We reject defendant's contention that the post-discharge arrangements made for decedent by the social worker were sufficient as a matter of law. Although the social worker made an appointment for decedent at the Brownell Center for Behavioral Health, an outpatient mental health facility, plaintiff's expert opined that the standard of care required that psychiatric care be made "immediately available" to decedent upon discharge. Decedent did not see a psychiatrist (or even a physician) during his initial appointment at the Brownell Center on September 3, 2009, which was one week after his release from the hospital, and he still had not spoken to a psychiatrist by the time he committed suicide on September 12, 2009.
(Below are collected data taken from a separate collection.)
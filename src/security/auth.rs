//! Credential resolution against the configured user table.

use std::collections::{HashMap, HashSet};

use crate::config::schema::UserConfig;

/// A configured user: a stable bearer token plus the extra actions it grants.
#[derive(Debug, Clone, PartialEq, Eq)]
pub struct UserRecord {
    pub token: String,
    pub extra_actions: HashSet<String>,
}

/// Pure lookup from credential string to user record.
///
/// The table is built once at startup and never mutated at request time.
pub struct AuthResolver {
    users: HashMap<String, UserRecord>,
}

impl AuthResolver {
    pub fn from_config(users: &[UserConfig]) -> Self {
        let users = users
            .iter()
            .map(|user| {
                (
                    user.token.clone(),
                    UserRecord {
                        token: user.token.clone(),
                        extra_actions: user.extra_actions.iter().cloned().collect(),
                    },
                )
            })
            .collect();
        Self { users }
    }

    /// Resolve a credential to its user record, or `None` for an unknown token.
    pub fn resolve(&self, credential: &str) -> Option<&UserRecord> {
        self.users.get(credential)
    }

    pub fn user_count(&self) -> usize {
        self.users.len()
    }
}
Defendant relies heavily on the fact that decedent imposed "self-limitations" on his post-discharge care. According to defendant, decedent said that he did not want to engage in talk therapy, he would treat only with a male physician, and he did not want to be treated in Syracuse given his status in the community. Even assuming, arguendo, that those conditions rendered it impossible for defendant to arrange adequate post-discharge care for decedent, we conclude that there is an issue of fact whether defendant should have refrained from approving decedent's discharge from the hospital until he modified his self-imposed limitations. In sum, defendant released decedent from her care without ensuring that he would be treated by a psychiatrist upon discharge, and an issue of fact exists whether she was negligent in doing so. The court thus properly denied defendant's motion for summary judgment.